As a preferred implementation, a diode D3 is further provided between the DC-DC unit and the rectifier unit, and an anode of the diode D3 is connected to the second pin of the rectifier bridge DB1 of the rectifier unit. A cathode of the diode D3 is connected to the second pin DRAIN of the chip U1 of the DC-DC unit.

As a preferred implementation, the LED assembly further includes a resistor R6, a first terminal of the resistor R6 is respectively connected to the first end of each LED unit, and a second terminal of the resistor R6 is connected to the second terminal of the resistor R4.

As a preferred implementation, the product model number of the chip U2 is FT60F021-RB.

Based on the above-mentioned hardware structure, the present disclosure further provides an LED bulb address programming method, which is applied to an LED assembly having more than one LED bulb, the LED assembly is connected with a control device, and the LED bulb address programming method includes the following steps:

S01. connecting the control device of the LED assembly to a power supply to complete an activation;

S02. installing LED bulbs on the LED assembly;

S03. writing, by a control unit of the control device, an address code into each LED bulb installed on the LED assembly by looking up a table in response to an access signal created when the LED bulbs are installed on the LED assembly;

S04. creating a feedback signal and outputting the feedback signal after the address code is written into each LED bulb;

S05. receiving the feedback signal created by the LED bulb and confirming a presence of the address code of corresponding LED bulb.

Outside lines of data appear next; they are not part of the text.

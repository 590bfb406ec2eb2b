//! Element types for dataset payloads.
//!
//! A [`DType`] is either a scalar element or a compound row type (named,
//! optionally shaped fields), mirroring the type model of the columnar
//! containers this engine reads. Descriptor strings follow the conventional
//! `<i8` / `|u1` notation so they survive the wire unambiguously.

use crate::error::{Error, Result};

/// Scalar element kinds.
#[derive(Debug, Clone, Copy, PartialEq, Eq, Hash)]
pub enum ScalarKind {
    Bool,
    Int8,
    Int16,
    Int32,
    Int64,
    UInt8,
    UInt16,
    UInt32,
    UInt64,
    Float32,
    Float64,
}

impl ScalarKind {
    /// Size of one element in bytes.
    #[inline]
    pub fn itemsize(self) -> usize {
        match self {
            Self::Bool | Self::Int8 | Self::UInt8 => 1,
            Self::Int16 | Self::UInt16 => 2,
            Self::Int32 | Self::UInt32 | Self::Float32 => 4,
            Self::Int64 | Self::UInt64 | Self::Float64 => 8,
        }
    }

    /// Descriptor string, e.g. `<i8` for a little-endian 8-byte integer.
    pub fn descr(self) -> &'static str {
        match self {
            Self::Bool => "|b1",
            Self::Int8 => "|i1",
            Self::Int16 => "<i2",
            Self::Int32 => "<i4",
            Self::Int64 => "<i8",
            Self::UInt8 => "|u1",
            Self::UInt16 => "<u2",
            Self::UInt32 => "<u4",
            Self::UInt64 => "<u8",
            Self::Float32 => "<f4",
            Self::Float64 => "<f8",
        }
    }

    /// Parse a descriptor string. The byte-order prefix is optional.
    pub fn from_descr(s: &str) -> Result<Self> {
        let body = s.strip_prefix(['<', '|', '=']).unwrap_or(s);
        Ok(match body {
            "b1" => Self::Bool,
            "i1" => Self::Int8,
            "i2" => Self::Int16,
            "i4" => Self::Int32,
            "i8" => Self::Int64,
            "u1" => Self::UInt8,
            "u2" => Self::UInt16,
            "u4" => Self::UInt32,
            "u8" => Self::UInt64,
            "f4" => Self::Float32,
            "f8" => Self::Float64,
            _ => return Err(Error::adapter(format!("unknown dtype descriptor '{s}'"))),
        })
    }
}

/// One field of a compound row type. The field may itself carry a shape
/// (a fixed-size inner array per row).
#[derive(Debug, Clone, PartialEq)]
pub struct Field {
    pub name: String,
    pub dtype: DType,
    pub shape: Vec<usize>,
}

impl Field {
    /// Bytes this field occupies within one row.
    pub fn nbytes(&self) -> usize {
        self.dtype.itemsize() * self.shape.iter().product::<usize>()
    }
}

/// Element type of a dataset: a scalar, or a compound row of named fields.
#[derive(Debug, Clone, PartialEq)]
pub enum DType {
    Scalar(ScalarKind),
    Compound(Vec<Field>),
}

impl DType {
    pub fn scalar(kind: ScalarKind) -> Self {
        Self::Scalar(kind)
    }

    /// Bytes occupied by one element (for compound types, one row).
    pub fn itemsize(&self) -> usize {
        match self {
            Self::Scalar(kind) => kind.itemsize(),
            Self::Compound(fields) => fields.iter().map(Field::nbytes).sum(),
        }
    }

    /// Total bytes of an array of this dtype with the given shape.
    pub fn nbytes(&self, shape: &[usize]) -> usize {
        self.itemsize() * shape.iter().product::<usize>()
    }

    /// The scalar kind, when this is a scalar type.
    pub fn as_scalar(&self) -> Option<ScalarKind> {
        match self {
            Self::Scalar(kind) => Some(*kind),
            Self::Compound(_) => None,
        }
    }

    pub fn is_compound(&self) -> bool {
        matches!(self, Self::Compound(_))
    }

    /// Look up a field: its dtype, per-row shape, and byte offset within
    /// a row.
    pub fn field(&self, name: &str) -> Result<FieldRef<'_>> {
        let Self::Compound(fields) = self else {
            return Err(Error::invalid_op(format!(
                "column access '{name}' on a non-compound dtype"
            )));
        };
        let mut offset = 0;
        for field in fields {
            if field.name == name {
                return Ok(FieldRef {
                    dtype: &field.dtype,
                    shape: &field.shape,
                    offset,
                    nbytes: field.nbytes(),
                });
            }
            offset += field.nbytes();
        }
        Err(Error::MissingColumn {
            name: name.to_owned(),
        })
    }
}

impl From<ScalarKind> for DType {
    fn from(kind: ScalarKind) -> Self {
        Self::Scalar(kind)
    }
}

/// Resolved location of a field within a compound row.
#[derive(Debug, Clone, Copy)]
pub struct FieldRef<'a> {
    pub dtype: &'a DType,
    pub shape: &'a [usize],
    /// Byte offset of the field within one row.
    pub offset: usize,
    /// Bytes the field occupies within one row.
    pub nbytes: usize,
}

/// Predict the dtype and shape of a column selection: the outer dims stay,
/// the field's per-row shape is appended.
pub(crate) fn predict_col(dtype: &DType, shape: &[usize], name: &str) -> Result<(DType, Vec<usize>)> {
    let field = dtype.field(name)?;
    let mut out = shape.to_vec();
    out.extend_from_slice(field.shape);
    Ok((field.dtype.clone(), out))
}

#[cfg(test)]
mod tests {
    use super::*;

    fn row_type() -> DType {
        DType::Compound(vec![
            Field {
                name: "a".into(),
                dtype: ScalarKind::UInt8.into(),
                shape: vec![4, 2],
            },
            Field {
                name: "b".into(),
                dtype: ScalarKind::Float64.into(),
                shape: vec![],
            },
        ])
    }

    #[test]
    fn itemsize_sums_fields() {
        assert_eq!(row_type().itemsize(), 4 * 2 + 8);
        assert_eq!(DType::scalar(ScalarKind::Int64).nbytes(&[3, 4]), 8 * 12);
    }

    #[test]
    fn field_offsets() {
        let row = row_type();
        let b = row.field("b").unwrap();
        assert_eq!(b.offset, 8);
        assert_eq!(b.nbytes, 8);
        assert!(matches!(
            row.field("missing"),
            Err(Error::MissingColumn { .. })
        ));
    }

    #[test]
    fn descr_round_trip() {
        for kind in [
            ScalarKind::Bool,
            ScalarKind::Int8,
            ScalarKind::Int16,
            ScalarKind::Int32,
            ScalarKind::Int64,
            ScalarKind::UInt8,
            ScalarKind::UInt16,
            ScalarKind::UInt32,
            ScalarKind::UInt64,
            ScalarKind::Float32,
            ScalarKind::Float64,
        ] {
            assert_eq!(ScalarKind::from_descr(kind.descr()).unwrap(), kind);
        }
    }

    #[test]
    fn predict_col_appends_field_shape() {
        let (dtype, shape) = predict_col(&row_type(), &[10], "a").unwrap();
        assert_eq!(dtype, DType::scalar(ScalarKind::UInt8));
        assert_eq!(shape, vec![10, 4, 2]);
    }
}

As a preferred implementation, an address code table is pre-recorded in the control unit, and the address codes are correspondingly written into the LED bulbs according to a loading sequence of the LED bulbs.

As a preferred implementation, the address codes of the LED bulbs can only be written once or rewritable.

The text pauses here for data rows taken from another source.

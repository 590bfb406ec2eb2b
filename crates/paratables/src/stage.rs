//! Stages: single-tenant handles over shared-memory result buffers.
//!
//! A [`Stage`] wraps one [`SharedBuffer`] sized for one result. Acquisition
//! is a try-lock: a stage fielding one request cannot field another until
//! the first result is consumed. A [`StagePool`] is a fixed bag of stages
//! plus a condition variable; `acquire` blocks until one is free or the
//! pool's timeout expires.

use std::collections::VecDeque;
use std::sync::atomic::{AtomicBool, Ordering};
use std::sync::{Arc, Condvar, Mutex, Weak};
use std::time::{Duration, Instant};

use shmring::SharedBuffer;

use crate::error::{Error, Result};

pub(crate) struct StageInner {
    buf: SharedBuffer,
    held: AtomicBool,
    /// Set when the stage belongs to a pool; releasing the hold returns the
    /// stage there.
    pool: Mutex<Option<Weak<PoolInner>>>,
}

impl StageInner {
    fn new(size_nbytes: usize) -> Result<Arc<Self>> {
        Ok(Arc::new(Self {
            buf: SharedBuffer::create(size_nbytes)?,
            held: AtomicBool::new(false),
            pool: Mutex::new(None),
        }))
    }

    fn try_hold(this: &Arc<Self>) -> Result<StageHold> {
        if this.buf.is_closed() {
            return Err(Error::StageClosed);
        }
        if this
            .held
            .compare_exchange(false, true, Ordering::AcqRel, Ordering::Acquire)
            .is_err()
        {
            return Err(Error::StageBusy);
        }
        Ok(StageHold {
            inner: Arc::clone(this),
        })
    }
}

/// A single-tenant handle over one shared result buffer.
pub struct Stage {
    inner: Arc<StageInner>,
}

impl Stage {
    /// Create a stage able to host any result of up to `size_nbytes` bytes.
    pub fn new(size_nbytes: usize) -> Result<Self> {
        Ok(Self {
            inner: StageInner::new(size_nbytes)?,
        })
    }

    /// Payload capacity in bytes.
    pub fn size_nbytes(&self) -> usize {
        self.inner.buf.size_nbytes()
    }

    /// Release the underlying shared memory. Outstanding requests against
    /// this stage will fail when they touch the buffer.
    pub fn close(&self) {
        self.inner.buf.close();
    }
}

/// An exclusive hold on a stage for the lifetime of one request. Dropping
/// the hold releases the stage (back to its pool, when pooled).
pub struct StageHold {
    inner: Arc<StageInner>,
}

impl StageHold {
    pub(crate) fn buffer(&self) -> &SharedBuffer {
        &self.inner.buf
    }
}

impl Drop for StageHold {
    fn drop(&mut self) {
        self.inner.held.store(false, Ordering::Release);
        let pool = self.inner.pool.lock().unwrap().clone();
        if let Some(pool) = pool.and_then(|weak| weak.upgrade()) {
            pool.give_back(Arc::clone(&self.inner));
        }
    }
}

pub(crate) struct PoolInner {
    free: Mutex<VecDeque<Arc<StageInner>>>,
    cvar: Condvar,
    timeout: Option<Duration>,
}

impl PoolInner {
    fn give_back(&self, stage: Arc<StageInner>) {
        self.free.lock().unwrap().push_back(stage);
        self.cvar.notify_one();
    }
}

/// A fixed-size bag of stages.
pub struct StagePool {
    inner: Arc<PoolInner>,
    /// Every stage, free or not, for closing.
    stages: Vec<Arc<StageInner>>,
}

impl StagePool {
    /// Allocate `count` stages of `size_nbytes` each. With a timeout,
    /// acquisition gives up with [`Error::Empty`] once it expires; without
    /// one it blocks indefinitely.
    pub fn new(size_nbytes: usize, count: usize, timeout: Option<Duration>) -> Result<Self> {
        let inner = Arc::new(PoolInner {
            free: Mutex::new(VecDeque::with_capacity(count)),
            cvar: Condvar::new(),
            timeout,
        });
        let mut stages = Vec::with_capacity(count);
        for _ in 0..count {
            let stage = StageInner::new(size_nbytes)?;
            *stage.pool.lock().unwrap() = Some(Arc::downgrade(&inner));
            inner.free.lock().unwrap().push_back(Arc::clone(&stage));
            stages.push(stage);
        }
        Ok(Self { inner, stages })
    }

    /// Number of stages in the pool.
    pub fn len(&self) -> usize {
        self.stages.len()
    }

    pub fn is_empty(&self) -> bool {
        self.stages.is_empty()
    }

    /// Close every stage's shared memory.
    pub fn close(&self) {
        for stage in &self.stages {
            stage.buf.close();
        }
    }

    fn acquire(&self) -> Result<StageHold> {
        let deadline = self.inner.timeout.map(|t| Instant::now() + t);
        let mut free = self.inner.free.lock().unwrap();
        loop {
            if let Some(stage) = free.pop_front() {
                drop(free);
                match StageInner::try_hold(&stage) {
                    Ok(hold) => return Ok(hold),
                    // A closed stage drops out of circulation; keep looking.
                    Err(Error::StageClosed) => {
                        free = self.inner.free.lock().unwrap();
                        continue;
                    }
                    Err(e) => {
                        self.inner.give_back(stage);
                        return Err(e);
                    }
                }
            }
            match deadline {
                None => free = self.inner.cvar.wait(free).unwrap(),
                Some(d) => {
                    let now = Instant::now();
                    if now >= d {
                        return Err(Error::Empty);
                    }
                    let (guard, _) = self.inner.cvar.wait_timeout(free, d - now).unwrap();
                    free = guard;
                }
            }
        }
    }
}

mod sealed {
    pub trait Sealed {}
    impl Sealed for super::Stage {}
    impl Sealed for super::StagePool {}
}

/// Anything a request can stage its result in: a single [`Stage`] (fails
/// fast when busy) or a [`StagePool`] (blocks until one frees up).
pub trait StageSource: sealed::Sealed {
    #[doc(hidden)]
    fn acquire_hold(&self) -> Result<StageHold>;
}

impl StageSource for Stage {
    fn acquire_hold(&self) -> Result<StageHold> {
        StageInner::try_hold(&self.inner)
    }
}

impl StageSource for StagePool {
    fn acquire_hold(&self) -> Result<StageHold> {
        self.acquire()
    }
}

Since the lifespan of LED bulbs is restricted, one or more LED bulbs may fail after the LED assembly is used for a period of time. In this case, maintenance personnel usually needs to replace the faulty bulbs. When the old LED bulb is removed and replaced with a new LED bulb, there may be a change in the LED bulb's address code. In case that the address code of the new LED bulb is not the same as the old one, the program of the control unit of the LED assembly need to be updated, especially commands related to addresses needs to be adjusted accordingly, so as to keep pace with other bulbs after the replacement with new LED bulb. However, this method is relatively inefficient. In order to improve user-friendliness and reduce the chance to adjust the program of the control unit as much as possible, the present disclosure further provides a mechanism that can reserve the address codes for LED bulbs after replacement, so that the new LED bulbs can be used directly, details of the mechanism are described below.

A method for replacing an LED bulb, including the following steps:

(1) receiving a feedback signal indicating that an old LED bulb is removed from the LED assembly;

(2) in response to a reception of the feedback signal, acquiring an address code of the old LED bulb and reserving the address code for a predetermined duration;

(3) installing a new LED bulb on the LED assembly in a one-to-one correspondence with the old LED bulb, wherein the control unit of the control device writes the reserved address code of the old LED bulb into the corresponding new LED bulb in response to an access signal indicating that the new LED bulb is installed on the LED assembly;

(4) creating a feedback signal and outputting the feedback signal after a completion of writing the reserved address code into the new LED bulb;

(5) receiving the feedback signal created by the new LED bulb and confirming a presence of the address code of corresponding new LED bulb.

According to the above method, the faulty LED bulb is removed and new LED bulb is installed carrying the address code of the removed LED bulb. By doing so, a seamless transition of the new LED bulb installed on the LED assembly can be obtained to get ready for direct use without the need to update the control program of the LED assembly, thereby improving the efficiency of the LED bulb maintenance.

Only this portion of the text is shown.